**Records for the exercise**
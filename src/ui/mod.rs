pub mod month_view;
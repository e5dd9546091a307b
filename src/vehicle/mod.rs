// Vehicle profiles consumed by the build engine

pub mod architecture;
pub mod loader;

use std::collections::BTreeMap;

use serde::{Deserialize, Serialize};

pub use architecture::{Aspiration, CylinderFamily, EngineArchitecture};
pub use loader::{find_vehicle, load_vehicles};

use crate::errors::TunecraftError;
use crate::scoring::ScoreCategory;

/// Where the engine sits in the chassis.
#[derive(Debug, Clone, Copy, PartialEq, Eq, Hash, PartialOrd, Ord, Serialize, Deserialize)]
#[serde(rename_all = "snake_case")]
pub enum ChassisLayout {
    FrontEngine,
    MidEngine,
    RearEngine,
}

impl std::fmt::Display for ChassisLayout {
    fn fmt(&self, f: &mut std::fmt::Formatter<'_>) -> std::fmt::Result {
        match self {
            ChassisLayout::FrontEngine => write!(f, "Front-Engine"),
            ChassisLayout::MidEngine => write!(f, "Mid-Engine"),
            ChassisLayout::RearEngine => write!(f, "Rear-Engine"),
        }
    }
}

/// Per-vehicle classification that drives cost multipliers.
#[derive(
    Debug, Clone, Copy, Default, PartialEq, Eq, Hash, PartialOrd, Ord, Serialize, Deserialize,
)]
#[serde(rename_all = "snake_case")]
pub enum PlatformCostTier {
    #[default]
    Mainstream,
    Luxury,
    Premium,
    Exotic,
}

/// Raw physical specs as published for the stock vehicle.
///
/// Every figure is optional; a missing figure sends score derivation to its
/// fallback path and leaves the matching metric absent.
#[derive(Debug, Clone, Default, PartialEq, Serialize, Deserialize)]
pub struct RawSpecs {
    pub power_hp: Option<f64>,
    pub torque_lb_ft: Option<f64>,
    pub curb_weight_lb: Option<f64>,
    pub zero_to_sixty_s: Option<f64>,
    pub braking_60_0_ft: Option<f64>,
    pub lateral_g: Option<f64>,
    pub displacement_l: Option<f64>,
    pub redline_rpm: Option<f64>,
}

/// Legacy 1-5 star ratings used when neither an override nor a hard metric is available.
#[derive(Debug, Clone, Default, PartialEq, Serialize, Deserialize)]
pub struct CoarseRatings {
    pub performance: Option<f64>,
    pub track: Option<f64>,
    pub comfort: Option<f64>,
    pub reliability: Option<f64>,
    pub sound: Option<f64>,
}

impl CoarseRatings {
    /// The star rating that stands in for a given score category.
    pub fn for_category(&self, category: ScoreCategory) -> Option<f64> {
        match category {
            ScoreCategory::PowerAccel => self.performance,
            ScoreCategory::GripCornering | ScoreCategory::Braking | ScoreCategory::TrackPace => {
                self.track
            }
            ScoreCategory::Drivability => self.comfort,
            ScoreCategory::ReliabilityHeat => self.reliability,
            ScoreCategory::SoundEmotion => self.sound,
        }
    }
}

/// A base vehicle as handed to the engine by the vehicle data source.
#[derive(Debug, Clone, PartialEq, Serialize, Deserialize)]
pub struct VehicleProfile {
    /// Unique slug, e.g. "porsche-718-cayman-gt4"
    pub id: String,
    pub name: String,
    pub brand: String,
    pub layout: ChassisLayout,
    pub architecture: EngineArchitecture,
    /// Explicit platform tier; when absent the tier is derived from the brand
    #[serde(default)]
    pub platform_tier: Option<PlatformCostTier>,
    #[serde(default)]
    pub specs: RawSpecs,
    /// Curated scores that always win over derived ones
    #[serde(default)]
    pub score_overrides: BTreeMap<ScoreCategory, f64>,
    #[serde(default)]
    pub coarse_ratings: CoarseRatings,
}

impl VehicleProfile {
    pub fn new(
        id: &str,
        name: &str,
        brand: &str,
        layout: ChassisLayout,
        architecture: EngineArchitecture,
    ) -> Self {
        Self {
            id: id.to_string(),
            name: name.to_string(),
            brand: brand.to_string(),
            layout,
            architecture,
            platform_tier: None,
            specs: RawSpecs::default(),
            score_overrides: BTreeMap::new(),
            coarse_ratings: CoarseRatings::default(),
        }
    }

    pub fn with_specs(mut self, specs: RawSpecs) -> Self {
        self.specs = specs;
        self
    }

    pub fn with_platform_tier(mut self, tier: PlatformCostTier) -> Self {
        self.platform_tier = Some(tier);
        self
    }

    pub fn with_override(mut self, category: ScoreCategory, score: f64) -> Self {
        self.score_overrides.insert(category, score);
        self
    }

    pub fn with_coarse_ratings(mut self, ratings: CoarseRatings) -> Self {
        self.coarse_ratings = ratings;
        self
    }

    /// Check the shape of the profile before any metric math runs on it.
    pub fn validate(&self) -> Result<(), TunecraftError> {
        if self.id.trim().is_empty() {
            return Err(TunecraftError::InvalidVehicle {
                field: "id".to_string(),
                reason: "vehicle id cannot be empty".to_string(),
            });
        }
        if self.brand.trim().is_empty() {
            return Err(TunecraftError::InvalidVehicle {
                field: "brand".to_string(),
                reason: "brand cannot be empty".to_string(),
            });
        }

        let specs = [
            ("power_hp", self.specs.power_hp),
            ("torque_lb_ft", self.specs.torque_lb_ft),
            ("curb_weight_lb", self.specs.curb_weight_lb),
            ("zero_to_sixty_s", self.specs.zero_to_sixty_s),
            ("braking_60_0_ft", self.specs.braking_60_0_ft),
            ("lateral_g", self.specs.lateral_g),
            ("displacement_l", self.specs.displacement_l),
            ("redline_rpm", self.specs.redline_rpm),
        ];
        for (field, value) in specs {
            if let Some(value) = value
                && (!value.is_finite() || value <= 0.0)
            {
                return Err(TunecraftError::InvalidVehicle {
                    field: field.to_string(),
                    reason: format!("must be a positive finite number, got {value}"),
                });
            }
        }

        for (category, score) in &self.score_overrides {
            if !score.is_finite() {
                return Err(TunecraftError::InvalidVehicle {
                    field: format!("score_overrides.{category}"),
                    reason: "override score must be finite".to_string(),
                });
            }
        }

        let ratings = [
            self.coarse_ratings.performance,
            self.coarse_ratings.track,
            self.coarse_ratings.comfort,
            self.coarse_ratings.reliability,
            self.coarse_ratings.sound,
        ];
        if ratings.iter().flatten().any(|r| !r.is_finite()) {
            return Err(TunecraftError::InvalidVehicle {
                field: "coarse_ratings".to_string(),
                reason: "ratings must be finite".to_string(),
            });
        }

        Ok(())
    }
}

#[cfg(test)]
mod tests {
    use super::*;

    fn gt4() -> VehicleProfile {
        VehicleProfile::new(
            "718-cayman-gt4",
            "718 Cayman GT4",
            "Porsche",
            ChassisLayout::MidEngine,
            EngineArchitecture::new(Aspiration::Natural, CylinderFamily::Flat6),
        )
    }

    #[test]
    fn test_valid_profile_passes() {
        let vehicle = gt4().with_specs(RawSpecs {
            power_hp: Some(414.0),
            zero_to_sixty_s: Some(3.8),
            ..Default::default()
        });
        assert!(vehicle.validate().is_ok());
    }

    #[test]
    fn test_empty_id_rejected() {
        let mut vehicle = gt4();
        vehicle.id = "  ".to_string();
        assert!(matches!(
            vehicle.validate(),
            Err(TunecraftError::InvalidVehicle { field, .. }) if field == "id"
        ));
    }

    #[test]
    fn test_non_positive_spec_rejected() {
        let vehicle = gt4().with_specs(RawSpecs {
            braking_60_0_ft: Some(-10.0),
            ..Default::default()
        });
        assert!(matches!(
            vehicle.validate(),
            Err(TunecraftError::InvalidVehicle { field, .. }) if field == "braking_60_0_ft"
        ));

        let vehicle = gt4().with_specs(RawSpecs {
            lateral_g: Some(f64::NAN),
            ..Default::default()
        });
        assert!(vehicle.validate().is_err());
    }

    #[test]
    fn test_profile_deserializes_with_defaults() {
        let json = r#"{
            "id": "mustang-gt",
            "name": "Mustang GT",
            "brand": "Ford",
            "layout": "front_engine",
            "architecture": "v8"
        }"#;
        let vehicle: VehicleProfile = serde_json::from_str(json).unwrap();
        assert_eq!(vehicle.architecture, EngineArchitecture::family(CylinderFamily::V8));
        assert_eq!(vehicle.platform_tier, None);
        assert!(vehicle.score_overrides.is_empty());
        assert_eq!(vehicle.specs, RawSpecs::default());
    }
}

**Brief**
If a line in the entries above has the word "star", copy it.

**The completed task**
/// Legacy 1-5 star ratings used when neither an override nor a hard metric is available.
    /// The star rating that stands in for a given score category.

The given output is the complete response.